Introduced by the government in 1998, Canadian Disruptive Pattern (CADPAT) camouflage was the first of its kind designed post-Gulf War. Adopted internationally, the pixelated camouflage pattern was an attempt to address new technologies in warfare by imitating the snow on a television screen receiving no signal. For twenty years, the sharp-edged, square pixels differentiated official military camouflage from patterns first appropriated ironically by anti-war and counter-culture revolutionaries in the 1970s and 80s, and then embraced by artists, designers and fashionistas in the decades to follow. Old camouflage, now in a rainbow of colour palettes, is seen everywhere from yoga pants to home décor to protesting police officers.

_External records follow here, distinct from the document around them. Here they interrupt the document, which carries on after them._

//! Raw input model: profile-annotated nodes, ways and turn restrictions.
//!
//! The PBF reader fills a `RawDataset`; tests construct one directly. From
//! here on the pipeline never touches OSM tags again.

use std::path::Path;

use anyhow::{Context, Result};
use indicatif::{ProgressBar, ProgressStyle};
use osmpbf::{Element, ElementReader};
use rayon::prelude::*;

use crate::geo::Coordinate;
use crate::profile::{NodeAnnotation, Profile, TagMap, WayAnnotation};
use crate::types::{OsmNodeId, OsmWayId};

/// A node that survived tag filtering, with its profile annotation.
#[derive(Debug, Clone, Copy)]
pub struct RawNode {
    pub osm_id: OsmNodeId,
    pub coordinate: Coordinate,
    pub annotation: NodeAnnotation,
}

/// A routable way with its node references and profile annotation.
#[derive(Debug, Clone)]
pub struct RawWay {
    pub osm_id: OsmWayId,
    pub nodes: Vec<OsmNodeId>,
    pub annotation: WayAnnotation,
}

/// A via-node turn restriction, still keyed by OSM ids.
#[derive(Debug, Clone, Copy)]
pub struct RawRestriction {
    pub from_way: OsmWayId,
    pub via_node: OsmNodeId,
    pub to_way: OsmWayId,
    /// true for `only_*`, false for `no_*`.
    pub only: bool,
}

/// Everything the graph builder consumes.
#[derive(Debug, Default)]
pub struct RawDataset {
    pub nodes: Vec<RawNode>,
    pub ways: Vec<RawWay>,
    pub restrictions: Vec<RawRestriction>,
}

fn element_tags<'a>(tags: impl Iterator<Item = (&'a str, &'a str)>) -> TagMap {
    tags.map(|(k, v)| (k.to_string(), v.to_string())).collect()
}

fn parse_restriction(tags: &TagMap, members: &[(String, i64, String)]) -> Option<RawRestriction> {
    let restriction = tags.get("restriction")?;
    let only = restriction.starts_with("only_");
    if !only && !restriction.starts_with("no_") {
        return None;
    }
    // conditional restrictions are not modelled
    if tags.get("restriction:conditional").is_some() {
        return None;
    }

    let mut from_way = None;
    let mut via_node = None;
    let mut to_way = None;
    for (role, id, member_type) in members {
        match (role.as_str(), member_type.as_str()) {
            ("from", "way") => from_way = Some(*id),
            ("via", "node") => via_node = Some(*id),
            ("to", "way") => to_way = Some(*id),
            _ => {}
        }
    }

    Some(RawRestriction {
        from_way: from_way?,
        via_node: via_node?,
        to_way: to_way?,
        only,
    })
}

/// Read and annotate an OSM PBF file.
///
/// Ways are collected per input block and annotated in parallel with rayon;
/// order within a block is preserved by the indexed collect.
pub fn read_pbf(path: &Path, profile: &dyn Profile) -> Result<RawDataset> {
    let reader = ElementReader::from_path(path)
        .with_context(|| format!("failed to open {}", path.display()))?;

    let spinner = ProgressBar::new_spinner();
    spinner.set_style(
        ProgressStyle::default_spinner()
            .template("{spinner:.green} [{elapsed_precise}] {msg}")
            .expect("valid progress template"),
    );
    spinner.set_message("reading elements");

    let mut nodes = Vec::new();
    let mut pending_ways: Vec<(OsmWayId, Vec<OsmNodeId>, TagMap)> = Vec::new();
    let mut restrictions = Vec::new();
    let mut read = 0u64;

    reader.for_each(|element| {
        read += 1;
        if read % 1_000_000 == 0 {
            spinner.set_message(format!("{}M elements", read / 1_000_000));
            spinner.tick();
        }
        match element {
            Element::Node(node) => {
                let tags = element_tags(node.tags());
                nodes.push(RawNode {
                    osm_id: node.id(),
                    coordinate: Coordinate::from_degrees(node.lon(), node.lat()),
                    annotation: profile.process_node(&tags),
                });
            }
            Element::DenseNode(node) => {
                let tags = element_tags(node.tags());
                nodes.push(RawNode {
                    osm_id: node.id(),
                    coordinate: Coordinate::from_degrees(node.lon(), node.lat()),
                    annotation: profile.process_node(&tags),
                });
            }
            Element::Way(way) => {
                if way.tags().next().is_some() {
                    pending_ways.push((
                        way.id(),
                        way.refs().collect(),
                        element_tags(way.tags()),
                    ));
                }
            }
            Element::Relation(relation) => {
                let tags = element_tags(relation.tags());
                if tags.get("type") == Some("restriction") {
                    let members: Vec<(String, i64, String)> = relation
                        .members()
                        .map(|m| {
                            let role = m.role().unwrap_or_default().to_string();
                            let member_type = match m.member_type {
                                osmpbf::RelMemberType::Node => "node",
                                osmpbf::RelMemberType::Way => "way",
                                osmpbf::RelMemberType::Relation => "relation",
                            };
                            (role, m.member_id, member_type.to_string())
                        })
                        .collect();
                    if let Some(restriction) = parse_restriction(&tags, &members) {
                        restrictions.push(restriction);
                    }
                }
            }
        }
    })?;
    spinner.finish_with_message(format!("{read} elements read"));

    // Annotate ways in parallel; the indexed collect keeps input order.
    let ways: Vec<RawWay> = pending_ways
        .into_par_iter()
        .filter_map(|(osm_id, node_refs, tags)| {
            if node_refs.len() < 2 {
                return None;
            }
            profile.process_way(&tags).map(|annotation| RawWay {
                osm_id,
                nodes: node_refs,
                annotation,
            })
        })
        .collect();

    println!(
        "  parsed {} nodes, {} routable ways, {} restrictions",
        nodes.len(),
        ways.len(),
        restrictions.len()
    );

    Ok(RawDataset {
        nodes,
        ways,
        restrictions,
    })
}

#[cfg(test)]
mod tests {
    use super::*;

    fn tags(pairs: &[(&str, &str)]) -> TagMap {
        pairs
            .iter()
            .map(|(k, v)| (k.to_string(), v.to_string()))
            .collect()
    }

    #[test]
    fn test_parse_only_restriction() {
        let t = tags(&[("type", "restriction"), ("restriction", "only_right_turn")]);
        let members = vec![
            ("from".to_string(), 10, "way".to_string()),
            ("via".to_string(), 5, "node".to_string()),
            ("to".to_string(), 11, "way".to_string()),
        ];
        let r = parse_restriction(&t, &members).unwrap();
        assert!(r.only);
        assert_eq!((r.from_way, r.via_node, r.to_way), (10, 5, 11));
    }

    #[test]
    fn test_parse_rejects_unknown_and_conditional() {
        let members = vec![
            ("from".to_string(), 1, "way".to_string()),
            ("via".to_string(), 2, "node".to_string()),
            ("to".to_string(), 3, "way".to_string()),
        ];
        assert!(parse_restriction(&tags(&[("restriction", "give_way")]), &members).is_none());
        assert!(parse_restriction(
            &tags(&[
                ("restriction", "no_left_turn"),
                ("restriction:conditional", "no_left_turn @ (Mo-Fr)"),
            ]),
            &members
        )
        .is_none());
    }

    #[test]
    fn test_parse_requires_via_node() {
        let t = tags(&[("restriction", "no_left_turn")]);
        let members = vec![
            ("from".to_string(), 1, "way".to_string()),
            ("via".to_string(), 2, "way".to_string()),
            ("to".to_string(), 3, "way".to_string()),
        ];
        assert!(parse_restriction(&t, &members).is_none());
    }
}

In 2018, the CADPAT patent expired and restrictions on non-military use of the pixelated pattern were lifted. Instantly and without irony, this pattern is becoming normalized.

In an era of aerial and digital warfare, multinational military forces, home-grown terrorism and unprecedented domestic surveillance, contemporary camouflage references complex notions of power and authority, visibility and invisibility for military personnel and civilians alike. Does the swift commercial integration of CADPAT is simply tame camouflage’s fraught meanings through fashion, art and everyday use or does this integration instead reflect domestic battle grounds, glorification of war and an acceptance of an increasing presence of militarization in daily life.

Pledge is an attempt to (re)claim the meaning of this pixelated camouflage pattern. In a site often used for advertising, the window vitrine is a platform for the passer-by. Incorporating the language of nationalism through a pledge of allegiance, viewers are invited to join in the process of reclamation or to at least think about what the civilian integration of CADPAT might mean.